**ASSIGNMENT**
Repeat verbatim, and only, the lines of the data below, beginning at the line that contains "Hash, Serialize, Deserialize)]" and stopping after the line that contains "Read one field".

Stored items:
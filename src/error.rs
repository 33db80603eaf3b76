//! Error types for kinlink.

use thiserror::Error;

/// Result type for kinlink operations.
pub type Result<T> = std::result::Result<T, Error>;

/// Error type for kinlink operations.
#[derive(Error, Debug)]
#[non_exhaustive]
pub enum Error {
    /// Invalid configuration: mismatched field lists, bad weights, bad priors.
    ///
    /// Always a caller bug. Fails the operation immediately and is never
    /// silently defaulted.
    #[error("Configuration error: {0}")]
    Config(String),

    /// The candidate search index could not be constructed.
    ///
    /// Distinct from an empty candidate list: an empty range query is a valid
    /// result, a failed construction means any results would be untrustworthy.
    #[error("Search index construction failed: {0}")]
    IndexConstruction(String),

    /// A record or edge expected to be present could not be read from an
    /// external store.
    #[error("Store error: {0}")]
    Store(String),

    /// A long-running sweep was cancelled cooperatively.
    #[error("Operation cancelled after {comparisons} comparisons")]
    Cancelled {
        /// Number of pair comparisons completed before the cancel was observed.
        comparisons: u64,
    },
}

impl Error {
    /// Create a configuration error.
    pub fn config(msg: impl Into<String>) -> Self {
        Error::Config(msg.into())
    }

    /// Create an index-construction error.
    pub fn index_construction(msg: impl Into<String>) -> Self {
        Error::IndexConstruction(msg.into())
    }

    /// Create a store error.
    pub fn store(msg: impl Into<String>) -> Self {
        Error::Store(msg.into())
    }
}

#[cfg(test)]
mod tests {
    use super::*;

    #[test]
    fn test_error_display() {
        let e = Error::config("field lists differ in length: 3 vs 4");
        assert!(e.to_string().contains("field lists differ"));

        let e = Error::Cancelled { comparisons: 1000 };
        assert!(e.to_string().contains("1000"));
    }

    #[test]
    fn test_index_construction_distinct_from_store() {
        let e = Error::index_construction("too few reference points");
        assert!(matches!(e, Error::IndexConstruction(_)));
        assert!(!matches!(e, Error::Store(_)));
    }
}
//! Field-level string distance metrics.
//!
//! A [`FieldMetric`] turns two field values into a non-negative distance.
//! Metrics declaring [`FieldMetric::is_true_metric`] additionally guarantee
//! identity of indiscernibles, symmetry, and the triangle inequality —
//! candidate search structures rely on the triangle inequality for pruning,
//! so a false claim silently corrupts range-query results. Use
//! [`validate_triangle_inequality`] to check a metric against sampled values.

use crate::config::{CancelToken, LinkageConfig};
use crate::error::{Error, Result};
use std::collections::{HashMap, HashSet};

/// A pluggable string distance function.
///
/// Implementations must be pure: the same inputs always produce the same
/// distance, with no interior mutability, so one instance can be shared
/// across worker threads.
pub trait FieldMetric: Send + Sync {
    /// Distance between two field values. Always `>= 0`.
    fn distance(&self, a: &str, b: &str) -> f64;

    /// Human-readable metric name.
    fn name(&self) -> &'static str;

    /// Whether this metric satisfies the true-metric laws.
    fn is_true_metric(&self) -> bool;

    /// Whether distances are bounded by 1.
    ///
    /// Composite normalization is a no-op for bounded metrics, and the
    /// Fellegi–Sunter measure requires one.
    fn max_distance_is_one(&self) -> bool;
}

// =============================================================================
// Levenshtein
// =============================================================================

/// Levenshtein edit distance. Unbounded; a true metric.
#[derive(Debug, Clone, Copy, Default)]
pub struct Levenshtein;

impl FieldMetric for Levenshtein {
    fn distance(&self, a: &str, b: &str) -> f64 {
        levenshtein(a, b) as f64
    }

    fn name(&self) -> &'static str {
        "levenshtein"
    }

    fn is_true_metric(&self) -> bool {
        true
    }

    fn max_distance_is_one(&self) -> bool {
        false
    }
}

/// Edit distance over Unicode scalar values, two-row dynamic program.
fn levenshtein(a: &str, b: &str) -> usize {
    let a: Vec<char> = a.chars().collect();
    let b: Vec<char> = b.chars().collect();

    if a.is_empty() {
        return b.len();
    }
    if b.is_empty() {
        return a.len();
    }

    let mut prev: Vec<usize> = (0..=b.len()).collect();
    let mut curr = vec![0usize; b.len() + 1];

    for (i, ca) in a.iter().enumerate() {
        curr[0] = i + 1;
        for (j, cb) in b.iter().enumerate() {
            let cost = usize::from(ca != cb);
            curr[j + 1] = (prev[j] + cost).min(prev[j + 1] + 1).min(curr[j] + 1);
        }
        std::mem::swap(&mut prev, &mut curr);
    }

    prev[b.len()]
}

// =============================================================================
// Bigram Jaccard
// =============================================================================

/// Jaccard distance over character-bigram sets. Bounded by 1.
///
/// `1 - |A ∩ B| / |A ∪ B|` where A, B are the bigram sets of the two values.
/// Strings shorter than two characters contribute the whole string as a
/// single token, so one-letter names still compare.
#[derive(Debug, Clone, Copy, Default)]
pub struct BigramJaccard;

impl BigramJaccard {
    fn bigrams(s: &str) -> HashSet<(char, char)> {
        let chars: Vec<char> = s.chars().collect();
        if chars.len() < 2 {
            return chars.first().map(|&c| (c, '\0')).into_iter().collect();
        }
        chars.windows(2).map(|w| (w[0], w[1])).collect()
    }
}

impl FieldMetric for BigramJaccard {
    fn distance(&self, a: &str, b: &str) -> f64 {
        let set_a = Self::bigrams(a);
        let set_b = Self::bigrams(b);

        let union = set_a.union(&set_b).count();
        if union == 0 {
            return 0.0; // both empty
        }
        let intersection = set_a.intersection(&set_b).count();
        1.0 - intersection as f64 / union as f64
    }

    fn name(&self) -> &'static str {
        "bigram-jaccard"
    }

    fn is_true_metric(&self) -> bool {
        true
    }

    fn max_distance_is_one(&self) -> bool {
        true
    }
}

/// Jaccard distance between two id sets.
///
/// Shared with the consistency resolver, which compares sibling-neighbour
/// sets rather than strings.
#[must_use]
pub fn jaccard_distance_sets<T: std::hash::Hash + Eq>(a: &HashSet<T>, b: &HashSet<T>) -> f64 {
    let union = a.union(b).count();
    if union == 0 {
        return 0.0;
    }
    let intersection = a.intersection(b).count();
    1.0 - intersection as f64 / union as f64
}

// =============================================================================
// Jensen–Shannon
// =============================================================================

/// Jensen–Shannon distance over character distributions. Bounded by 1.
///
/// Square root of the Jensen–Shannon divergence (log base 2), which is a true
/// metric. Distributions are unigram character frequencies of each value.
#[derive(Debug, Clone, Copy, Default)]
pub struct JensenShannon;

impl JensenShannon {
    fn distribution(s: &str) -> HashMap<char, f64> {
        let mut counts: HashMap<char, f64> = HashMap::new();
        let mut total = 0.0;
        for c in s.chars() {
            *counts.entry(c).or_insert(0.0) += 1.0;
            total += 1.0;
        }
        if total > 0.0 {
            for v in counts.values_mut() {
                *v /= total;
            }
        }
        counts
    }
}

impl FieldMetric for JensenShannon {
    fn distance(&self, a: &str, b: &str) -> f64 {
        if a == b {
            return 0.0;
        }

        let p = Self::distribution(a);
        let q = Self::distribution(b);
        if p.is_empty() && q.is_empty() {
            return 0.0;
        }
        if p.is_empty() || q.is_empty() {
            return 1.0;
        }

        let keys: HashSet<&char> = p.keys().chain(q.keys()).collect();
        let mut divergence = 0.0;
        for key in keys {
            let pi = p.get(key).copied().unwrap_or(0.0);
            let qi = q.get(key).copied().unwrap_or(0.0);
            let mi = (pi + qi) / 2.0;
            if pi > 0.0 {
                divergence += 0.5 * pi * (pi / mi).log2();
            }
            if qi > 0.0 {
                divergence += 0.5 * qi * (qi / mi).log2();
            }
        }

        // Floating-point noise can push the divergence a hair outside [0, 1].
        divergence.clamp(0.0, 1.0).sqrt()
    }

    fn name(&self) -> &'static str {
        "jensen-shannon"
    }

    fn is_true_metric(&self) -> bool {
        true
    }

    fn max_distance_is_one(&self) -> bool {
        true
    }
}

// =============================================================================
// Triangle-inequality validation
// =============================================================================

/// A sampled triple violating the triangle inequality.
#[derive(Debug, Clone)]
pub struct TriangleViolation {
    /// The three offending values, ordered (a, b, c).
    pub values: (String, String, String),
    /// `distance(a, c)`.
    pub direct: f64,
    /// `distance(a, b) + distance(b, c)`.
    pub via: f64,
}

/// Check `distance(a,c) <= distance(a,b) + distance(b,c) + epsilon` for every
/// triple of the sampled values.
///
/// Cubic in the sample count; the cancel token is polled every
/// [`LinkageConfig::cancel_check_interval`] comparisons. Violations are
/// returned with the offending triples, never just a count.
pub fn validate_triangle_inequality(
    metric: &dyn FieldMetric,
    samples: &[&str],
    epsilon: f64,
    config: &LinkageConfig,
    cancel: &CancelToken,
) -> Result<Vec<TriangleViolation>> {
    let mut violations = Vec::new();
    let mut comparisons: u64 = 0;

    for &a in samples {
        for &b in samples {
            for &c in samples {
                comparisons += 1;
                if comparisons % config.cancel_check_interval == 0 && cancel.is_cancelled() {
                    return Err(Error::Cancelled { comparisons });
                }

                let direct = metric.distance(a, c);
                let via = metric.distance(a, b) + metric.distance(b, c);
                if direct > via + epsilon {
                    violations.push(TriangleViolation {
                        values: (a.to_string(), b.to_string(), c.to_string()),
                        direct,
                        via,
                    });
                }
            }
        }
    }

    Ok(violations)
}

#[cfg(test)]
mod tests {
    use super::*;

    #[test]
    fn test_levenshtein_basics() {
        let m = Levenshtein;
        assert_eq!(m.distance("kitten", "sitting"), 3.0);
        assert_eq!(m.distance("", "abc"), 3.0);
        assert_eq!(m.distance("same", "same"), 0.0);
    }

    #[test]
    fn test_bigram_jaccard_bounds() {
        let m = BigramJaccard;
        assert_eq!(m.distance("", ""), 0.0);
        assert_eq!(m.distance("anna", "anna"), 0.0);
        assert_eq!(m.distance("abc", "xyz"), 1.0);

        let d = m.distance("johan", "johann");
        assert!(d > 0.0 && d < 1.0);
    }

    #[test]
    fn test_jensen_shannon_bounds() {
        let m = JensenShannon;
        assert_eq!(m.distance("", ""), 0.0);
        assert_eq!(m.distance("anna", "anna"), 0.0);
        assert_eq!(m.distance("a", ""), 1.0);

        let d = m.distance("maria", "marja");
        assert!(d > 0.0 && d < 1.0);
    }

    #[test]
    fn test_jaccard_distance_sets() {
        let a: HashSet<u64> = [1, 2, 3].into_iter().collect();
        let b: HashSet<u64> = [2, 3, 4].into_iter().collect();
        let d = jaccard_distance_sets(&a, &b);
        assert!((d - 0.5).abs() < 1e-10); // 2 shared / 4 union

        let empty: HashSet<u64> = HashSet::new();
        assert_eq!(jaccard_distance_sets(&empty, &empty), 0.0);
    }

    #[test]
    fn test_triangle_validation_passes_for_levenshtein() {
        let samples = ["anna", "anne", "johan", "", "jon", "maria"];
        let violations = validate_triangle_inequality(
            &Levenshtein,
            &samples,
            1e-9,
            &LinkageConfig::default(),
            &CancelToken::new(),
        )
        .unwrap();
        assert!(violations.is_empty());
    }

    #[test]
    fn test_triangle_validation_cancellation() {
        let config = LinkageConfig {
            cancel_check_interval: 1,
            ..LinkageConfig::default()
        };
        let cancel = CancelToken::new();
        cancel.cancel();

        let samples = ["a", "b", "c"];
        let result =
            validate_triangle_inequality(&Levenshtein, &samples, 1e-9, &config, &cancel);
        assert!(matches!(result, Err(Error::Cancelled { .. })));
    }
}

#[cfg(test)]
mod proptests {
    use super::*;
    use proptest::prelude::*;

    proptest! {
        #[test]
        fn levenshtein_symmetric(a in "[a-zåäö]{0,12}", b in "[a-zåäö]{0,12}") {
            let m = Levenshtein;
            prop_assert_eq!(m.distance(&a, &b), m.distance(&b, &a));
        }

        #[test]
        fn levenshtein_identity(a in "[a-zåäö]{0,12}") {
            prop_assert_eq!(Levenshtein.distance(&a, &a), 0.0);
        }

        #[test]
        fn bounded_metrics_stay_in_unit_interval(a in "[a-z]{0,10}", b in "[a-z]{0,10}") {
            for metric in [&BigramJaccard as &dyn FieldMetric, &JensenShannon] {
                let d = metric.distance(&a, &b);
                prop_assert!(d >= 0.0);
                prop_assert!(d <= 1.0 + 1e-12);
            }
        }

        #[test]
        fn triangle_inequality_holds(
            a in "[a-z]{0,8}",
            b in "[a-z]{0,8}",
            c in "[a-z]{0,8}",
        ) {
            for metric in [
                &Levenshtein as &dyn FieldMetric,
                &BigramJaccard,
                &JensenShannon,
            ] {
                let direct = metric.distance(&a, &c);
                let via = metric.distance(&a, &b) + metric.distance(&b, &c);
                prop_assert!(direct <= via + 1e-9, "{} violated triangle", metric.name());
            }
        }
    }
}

---

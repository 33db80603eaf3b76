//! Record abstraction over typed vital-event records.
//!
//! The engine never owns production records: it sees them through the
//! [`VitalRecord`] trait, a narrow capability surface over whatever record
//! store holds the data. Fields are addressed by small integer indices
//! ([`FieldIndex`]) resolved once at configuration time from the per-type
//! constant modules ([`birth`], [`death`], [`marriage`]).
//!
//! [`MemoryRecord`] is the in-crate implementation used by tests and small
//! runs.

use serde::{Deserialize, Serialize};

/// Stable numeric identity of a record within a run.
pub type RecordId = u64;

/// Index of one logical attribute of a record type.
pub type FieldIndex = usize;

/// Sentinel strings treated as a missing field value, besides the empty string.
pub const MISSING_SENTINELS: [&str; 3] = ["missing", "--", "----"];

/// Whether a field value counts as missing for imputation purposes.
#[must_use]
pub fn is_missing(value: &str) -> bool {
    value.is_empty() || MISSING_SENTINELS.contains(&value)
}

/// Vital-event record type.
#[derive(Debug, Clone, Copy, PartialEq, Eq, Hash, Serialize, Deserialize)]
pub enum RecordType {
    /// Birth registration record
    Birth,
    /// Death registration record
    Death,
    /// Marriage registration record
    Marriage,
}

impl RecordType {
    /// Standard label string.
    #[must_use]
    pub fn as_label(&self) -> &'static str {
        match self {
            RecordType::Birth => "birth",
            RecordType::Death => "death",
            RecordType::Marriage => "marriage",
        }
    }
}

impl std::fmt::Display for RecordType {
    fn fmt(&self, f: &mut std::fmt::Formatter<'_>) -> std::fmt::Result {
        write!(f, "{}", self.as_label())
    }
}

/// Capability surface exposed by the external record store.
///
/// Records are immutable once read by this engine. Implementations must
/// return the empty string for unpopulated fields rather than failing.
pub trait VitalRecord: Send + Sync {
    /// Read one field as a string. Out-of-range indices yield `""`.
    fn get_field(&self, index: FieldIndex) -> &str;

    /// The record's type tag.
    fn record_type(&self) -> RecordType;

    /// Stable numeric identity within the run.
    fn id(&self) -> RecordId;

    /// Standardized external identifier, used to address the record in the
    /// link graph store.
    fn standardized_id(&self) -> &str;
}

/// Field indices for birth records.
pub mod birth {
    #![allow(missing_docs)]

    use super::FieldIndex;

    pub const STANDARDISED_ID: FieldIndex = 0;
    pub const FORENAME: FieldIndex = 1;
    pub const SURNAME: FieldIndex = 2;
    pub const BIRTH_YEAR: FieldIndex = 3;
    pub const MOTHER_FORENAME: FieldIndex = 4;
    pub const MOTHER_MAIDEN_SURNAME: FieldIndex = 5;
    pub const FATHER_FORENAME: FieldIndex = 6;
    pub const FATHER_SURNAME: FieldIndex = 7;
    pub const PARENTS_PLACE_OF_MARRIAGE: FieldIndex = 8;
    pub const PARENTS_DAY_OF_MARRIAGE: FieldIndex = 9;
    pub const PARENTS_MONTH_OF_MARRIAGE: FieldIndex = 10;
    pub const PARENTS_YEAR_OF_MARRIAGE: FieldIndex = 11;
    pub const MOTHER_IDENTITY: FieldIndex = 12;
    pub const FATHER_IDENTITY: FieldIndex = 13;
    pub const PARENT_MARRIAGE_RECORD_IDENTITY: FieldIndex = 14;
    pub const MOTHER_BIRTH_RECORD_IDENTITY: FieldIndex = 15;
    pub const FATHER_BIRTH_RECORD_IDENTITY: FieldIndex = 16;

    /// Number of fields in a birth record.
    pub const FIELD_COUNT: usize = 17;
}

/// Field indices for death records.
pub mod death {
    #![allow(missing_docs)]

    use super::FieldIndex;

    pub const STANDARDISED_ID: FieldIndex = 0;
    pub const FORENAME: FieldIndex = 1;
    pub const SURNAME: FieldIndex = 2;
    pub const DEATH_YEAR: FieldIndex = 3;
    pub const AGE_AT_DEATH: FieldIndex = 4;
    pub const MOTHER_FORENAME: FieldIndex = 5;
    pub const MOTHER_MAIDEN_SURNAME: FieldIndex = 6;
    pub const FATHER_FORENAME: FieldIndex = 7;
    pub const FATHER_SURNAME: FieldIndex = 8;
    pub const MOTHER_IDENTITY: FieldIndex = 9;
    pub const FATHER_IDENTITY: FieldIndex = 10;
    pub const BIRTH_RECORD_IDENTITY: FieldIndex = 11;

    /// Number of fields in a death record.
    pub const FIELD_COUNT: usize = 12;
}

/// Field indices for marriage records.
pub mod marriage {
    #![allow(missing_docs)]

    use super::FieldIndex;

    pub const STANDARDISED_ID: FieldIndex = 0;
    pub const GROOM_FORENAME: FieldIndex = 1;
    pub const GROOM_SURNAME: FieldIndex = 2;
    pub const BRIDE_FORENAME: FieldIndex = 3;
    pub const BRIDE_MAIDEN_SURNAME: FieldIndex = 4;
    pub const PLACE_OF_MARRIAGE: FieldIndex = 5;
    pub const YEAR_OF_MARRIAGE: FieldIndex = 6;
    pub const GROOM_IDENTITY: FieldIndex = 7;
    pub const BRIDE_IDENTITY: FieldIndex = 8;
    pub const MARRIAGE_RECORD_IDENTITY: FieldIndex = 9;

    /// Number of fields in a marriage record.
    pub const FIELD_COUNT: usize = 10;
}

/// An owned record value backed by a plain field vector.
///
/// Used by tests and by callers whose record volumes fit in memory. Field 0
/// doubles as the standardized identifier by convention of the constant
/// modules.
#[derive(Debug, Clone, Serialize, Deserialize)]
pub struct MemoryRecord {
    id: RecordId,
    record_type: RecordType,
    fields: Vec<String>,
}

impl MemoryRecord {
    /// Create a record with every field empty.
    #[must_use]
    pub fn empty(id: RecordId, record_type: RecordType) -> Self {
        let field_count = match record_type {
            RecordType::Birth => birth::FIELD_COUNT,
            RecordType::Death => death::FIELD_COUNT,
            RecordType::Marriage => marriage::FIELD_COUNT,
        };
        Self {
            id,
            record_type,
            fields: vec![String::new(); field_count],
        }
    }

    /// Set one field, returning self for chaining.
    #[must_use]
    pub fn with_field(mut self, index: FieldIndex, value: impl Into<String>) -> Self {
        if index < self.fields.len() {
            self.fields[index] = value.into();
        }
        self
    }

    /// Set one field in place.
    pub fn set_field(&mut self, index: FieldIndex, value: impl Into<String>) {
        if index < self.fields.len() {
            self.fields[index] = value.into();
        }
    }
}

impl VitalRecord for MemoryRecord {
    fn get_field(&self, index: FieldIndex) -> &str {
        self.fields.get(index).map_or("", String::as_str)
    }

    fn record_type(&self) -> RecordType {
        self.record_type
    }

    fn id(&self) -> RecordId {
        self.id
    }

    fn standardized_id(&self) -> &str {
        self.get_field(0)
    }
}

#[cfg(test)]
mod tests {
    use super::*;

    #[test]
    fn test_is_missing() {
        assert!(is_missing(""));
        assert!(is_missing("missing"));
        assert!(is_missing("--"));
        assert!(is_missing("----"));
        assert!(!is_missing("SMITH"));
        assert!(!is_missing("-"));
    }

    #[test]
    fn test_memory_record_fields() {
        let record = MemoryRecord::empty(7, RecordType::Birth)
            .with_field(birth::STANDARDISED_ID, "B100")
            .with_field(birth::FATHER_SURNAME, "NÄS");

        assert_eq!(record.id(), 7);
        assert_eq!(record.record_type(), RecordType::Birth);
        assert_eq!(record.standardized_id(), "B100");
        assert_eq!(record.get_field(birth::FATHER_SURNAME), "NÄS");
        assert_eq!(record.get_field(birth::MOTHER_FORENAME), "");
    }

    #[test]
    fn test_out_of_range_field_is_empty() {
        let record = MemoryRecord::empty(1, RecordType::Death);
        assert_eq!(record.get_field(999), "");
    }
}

--

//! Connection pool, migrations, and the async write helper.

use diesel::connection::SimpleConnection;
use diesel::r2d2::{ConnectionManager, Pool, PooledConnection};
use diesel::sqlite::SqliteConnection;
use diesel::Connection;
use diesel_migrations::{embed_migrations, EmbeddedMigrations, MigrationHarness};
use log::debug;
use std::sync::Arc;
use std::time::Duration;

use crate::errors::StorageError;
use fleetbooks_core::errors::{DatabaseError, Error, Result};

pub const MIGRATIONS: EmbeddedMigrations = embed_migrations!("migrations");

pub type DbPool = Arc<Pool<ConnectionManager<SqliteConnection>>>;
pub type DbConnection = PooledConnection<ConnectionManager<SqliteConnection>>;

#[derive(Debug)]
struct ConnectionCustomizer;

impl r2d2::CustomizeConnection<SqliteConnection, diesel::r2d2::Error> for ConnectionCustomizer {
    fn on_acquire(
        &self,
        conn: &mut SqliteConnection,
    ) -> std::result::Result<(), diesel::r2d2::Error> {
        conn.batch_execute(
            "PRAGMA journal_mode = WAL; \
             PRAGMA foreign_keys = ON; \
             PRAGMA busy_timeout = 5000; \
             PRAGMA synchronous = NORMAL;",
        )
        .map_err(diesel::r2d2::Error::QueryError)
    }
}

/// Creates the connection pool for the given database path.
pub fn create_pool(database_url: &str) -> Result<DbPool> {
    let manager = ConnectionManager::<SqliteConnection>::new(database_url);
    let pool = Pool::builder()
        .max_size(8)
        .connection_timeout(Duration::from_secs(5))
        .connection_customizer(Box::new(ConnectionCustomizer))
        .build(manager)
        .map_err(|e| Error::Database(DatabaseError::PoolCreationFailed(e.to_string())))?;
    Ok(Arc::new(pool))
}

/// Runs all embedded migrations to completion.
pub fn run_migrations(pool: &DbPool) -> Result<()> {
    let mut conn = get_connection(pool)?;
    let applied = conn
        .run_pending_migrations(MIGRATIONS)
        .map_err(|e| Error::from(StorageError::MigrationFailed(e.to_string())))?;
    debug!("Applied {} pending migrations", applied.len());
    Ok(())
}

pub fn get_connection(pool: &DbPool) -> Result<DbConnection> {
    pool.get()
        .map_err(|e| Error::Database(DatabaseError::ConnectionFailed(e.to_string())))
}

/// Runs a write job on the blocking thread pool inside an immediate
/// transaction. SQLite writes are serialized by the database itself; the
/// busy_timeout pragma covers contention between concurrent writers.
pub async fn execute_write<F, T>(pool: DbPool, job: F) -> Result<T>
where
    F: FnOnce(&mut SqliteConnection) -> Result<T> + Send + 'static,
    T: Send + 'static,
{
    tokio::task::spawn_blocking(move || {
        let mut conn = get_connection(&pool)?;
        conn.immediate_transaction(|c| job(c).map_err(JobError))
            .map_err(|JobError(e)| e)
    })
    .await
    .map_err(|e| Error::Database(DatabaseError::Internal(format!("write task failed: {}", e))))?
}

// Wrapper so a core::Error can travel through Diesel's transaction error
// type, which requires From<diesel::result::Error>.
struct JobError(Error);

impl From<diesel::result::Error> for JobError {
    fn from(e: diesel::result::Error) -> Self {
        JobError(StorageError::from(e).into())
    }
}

**REPLY**
#[derive(Debug, Clone, Copy, PartialEq, Eq, Hash, Serialize, Deserialize)]
pub enum RecordType {
    /// Birth registration record
    Birth,
    /// Death registration record
    Death,
    /// Marriage registration record
    Marriage,
}

impl RecordType {
    /// Standard label string.
    #[must_use]
    pub fn as_label(&self) -> &'static str {
        match self {
            RecordType::Birth => "birth",
            RecordType::Death => "death",
            RecordType::Marriage => "marriage",
        }
    }
}

impl std::fmt::Display for RecordType {
    fn fmt(&self, f: &mut std::fmt::Formatter<'_>) -> std::fmt::Result {
        write!(f, "{}", self.as_label())
    }
}

/// Capability surface exposed by the external record store.
///
/// Records are immutable once read by this engine. Implementations must
/// return the empty string for unpopulated fields rather than failing.
pub trait VitalRecord: Send + Sync {
    /// Read one field as a string. Out-of-range indices yield `""`.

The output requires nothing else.